(Saved data entries)
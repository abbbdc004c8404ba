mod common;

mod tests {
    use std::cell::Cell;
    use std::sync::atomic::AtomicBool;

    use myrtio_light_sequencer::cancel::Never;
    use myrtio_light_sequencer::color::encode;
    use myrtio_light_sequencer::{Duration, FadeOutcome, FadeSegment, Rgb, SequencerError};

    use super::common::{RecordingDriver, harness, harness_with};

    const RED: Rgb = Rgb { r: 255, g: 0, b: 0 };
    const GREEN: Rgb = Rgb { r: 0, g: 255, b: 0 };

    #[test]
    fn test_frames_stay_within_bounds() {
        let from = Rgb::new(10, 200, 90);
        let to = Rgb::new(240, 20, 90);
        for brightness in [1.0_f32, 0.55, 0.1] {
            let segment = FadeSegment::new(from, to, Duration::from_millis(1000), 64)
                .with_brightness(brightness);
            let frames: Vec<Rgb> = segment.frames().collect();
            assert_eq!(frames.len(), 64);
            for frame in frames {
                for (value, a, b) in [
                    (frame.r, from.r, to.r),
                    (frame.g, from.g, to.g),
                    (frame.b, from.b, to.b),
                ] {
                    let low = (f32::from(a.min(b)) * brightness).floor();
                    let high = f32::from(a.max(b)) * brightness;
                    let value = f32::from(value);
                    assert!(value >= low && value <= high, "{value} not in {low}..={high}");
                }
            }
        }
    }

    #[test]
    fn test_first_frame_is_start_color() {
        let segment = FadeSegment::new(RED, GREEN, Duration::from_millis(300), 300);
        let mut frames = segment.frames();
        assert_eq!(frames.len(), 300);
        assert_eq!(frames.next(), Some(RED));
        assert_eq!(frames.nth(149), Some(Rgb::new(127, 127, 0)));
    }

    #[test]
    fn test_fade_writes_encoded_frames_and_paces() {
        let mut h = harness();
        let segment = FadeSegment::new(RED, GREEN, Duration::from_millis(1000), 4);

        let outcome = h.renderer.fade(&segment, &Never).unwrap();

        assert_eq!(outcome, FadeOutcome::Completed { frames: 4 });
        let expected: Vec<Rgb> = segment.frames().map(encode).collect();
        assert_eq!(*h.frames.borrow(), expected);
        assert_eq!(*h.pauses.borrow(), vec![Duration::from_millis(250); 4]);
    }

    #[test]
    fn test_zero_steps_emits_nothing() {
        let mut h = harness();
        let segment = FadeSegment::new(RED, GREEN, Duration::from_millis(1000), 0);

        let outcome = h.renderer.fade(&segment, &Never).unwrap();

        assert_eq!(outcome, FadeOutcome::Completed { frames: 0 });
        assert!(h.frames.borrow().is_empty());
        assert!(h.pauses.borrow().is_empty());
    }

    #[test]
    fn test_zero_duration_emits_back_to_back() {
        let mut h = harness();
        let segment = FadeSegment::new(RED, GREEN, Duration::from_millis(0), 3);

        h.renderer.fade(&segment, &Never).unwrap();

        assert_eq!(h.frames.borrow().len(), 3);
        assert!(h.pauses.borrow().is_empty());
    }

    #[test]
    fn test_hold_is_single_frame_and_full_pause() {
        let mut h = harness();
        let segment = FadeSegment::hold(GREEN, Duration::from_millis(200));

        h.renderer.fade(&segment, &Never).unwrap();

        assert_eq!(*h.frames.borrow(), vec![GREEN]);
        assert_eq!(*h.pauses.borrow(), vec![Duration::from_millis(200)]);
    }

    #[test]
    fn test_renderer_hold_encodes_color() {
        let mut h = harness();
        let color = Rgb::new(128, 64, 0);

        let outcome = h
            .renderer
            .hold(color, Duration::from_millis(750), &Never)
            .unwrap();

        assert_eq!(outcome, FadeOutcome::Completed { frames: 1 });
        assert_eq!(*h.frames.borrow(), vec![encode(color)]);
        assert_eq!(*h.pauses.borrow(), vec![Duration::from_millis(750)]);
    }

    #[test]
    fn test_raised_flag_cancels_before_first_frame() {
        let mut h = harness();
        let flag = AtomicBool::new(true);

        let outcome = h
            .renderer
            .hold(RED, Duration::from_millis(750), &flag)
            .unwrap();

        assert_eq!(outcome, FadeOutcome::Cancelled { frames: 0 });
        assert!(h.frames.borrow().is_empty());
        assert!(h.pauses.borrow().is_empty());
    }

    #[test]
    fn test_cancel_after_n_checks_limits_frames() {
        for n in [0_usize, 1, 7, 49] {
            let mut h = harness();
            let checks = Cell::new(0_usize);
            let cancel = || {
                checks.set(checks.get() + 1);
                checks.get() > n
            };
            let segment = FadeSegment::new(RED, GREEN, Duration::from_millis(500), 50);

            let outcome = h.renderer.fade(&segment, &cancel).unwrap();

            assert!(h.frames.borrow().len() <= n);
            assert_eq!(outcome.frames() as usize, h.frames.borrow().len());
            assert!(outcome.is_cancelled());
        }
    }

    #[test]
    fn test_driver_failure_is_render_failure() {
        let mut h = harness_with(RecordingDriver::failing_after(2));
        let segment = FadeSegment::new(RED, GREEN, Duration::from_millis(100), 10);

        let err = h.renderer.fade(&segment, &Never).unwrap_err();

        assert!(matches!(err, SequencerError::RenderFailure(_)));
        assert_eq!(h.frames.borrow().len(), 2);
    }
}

ABOUT THIS EXERCISE ->
Look above for the line with "GREEN, Duration::from_millis(1000), 4);" and the line with "segment = FadeSegment::hold(GREEN, Duration::from_millis(200));". Write out those two lines and all the lines between them, exactly, and no others.

WORKED SOLUTION ->
        let segment = FadeSegment::new(RED, GREEN, Duration::from_millis(1000), 4);

        let outcome = h.renderer.fade(&segment, &Never).unwrap();

        assert_eq!(outcome, FadeOutcome::Completed { frames: 4 });
        let expected: Vec<Rgb> = segment.frames().map(encode).collect();
        assert_eq!(*h.frames.borrow(), expected);
        assert_eq!(*h.pauses.borrow(), vec![Duration::from_millis(250); 4]);
    }

    #[test]
    fn test_zero_steps_emits_nothing() {
        let mut h = harness();
        let segment = FadeSegment::new(RED, GREEN, Duration::from_millis(1000), 0);

        let outcome = h.renderer.fade(&segment, &Never).unwrap();

        assert_eq!(outcome, FadeOutcome::Completed { frames: 0 });
        assert!(h.frames.borrow().is_empty());
        assert!(h.pauses.borrow().is_empty());
    }

    #[test]
    fn test_zero_duration_emits_back_to_back() {
        let mut h = harness();
        let segment = FadeSegment::new(RED, GREEN, Duration::from_millis(0), 3);

        h.renderer.fade(&segment, &Never).unwrap();

        assert_eq!(h.frames.borrow().len(), 3);
        assert!(h.pauses.borrow().is_empty());
    }

    #[test]
    fn test_hold_is_single_frame_and_full_pause() {
        let mut h = harness();
        let segment = FadeSegment::hold(GREEN, Duration::from_millis(200));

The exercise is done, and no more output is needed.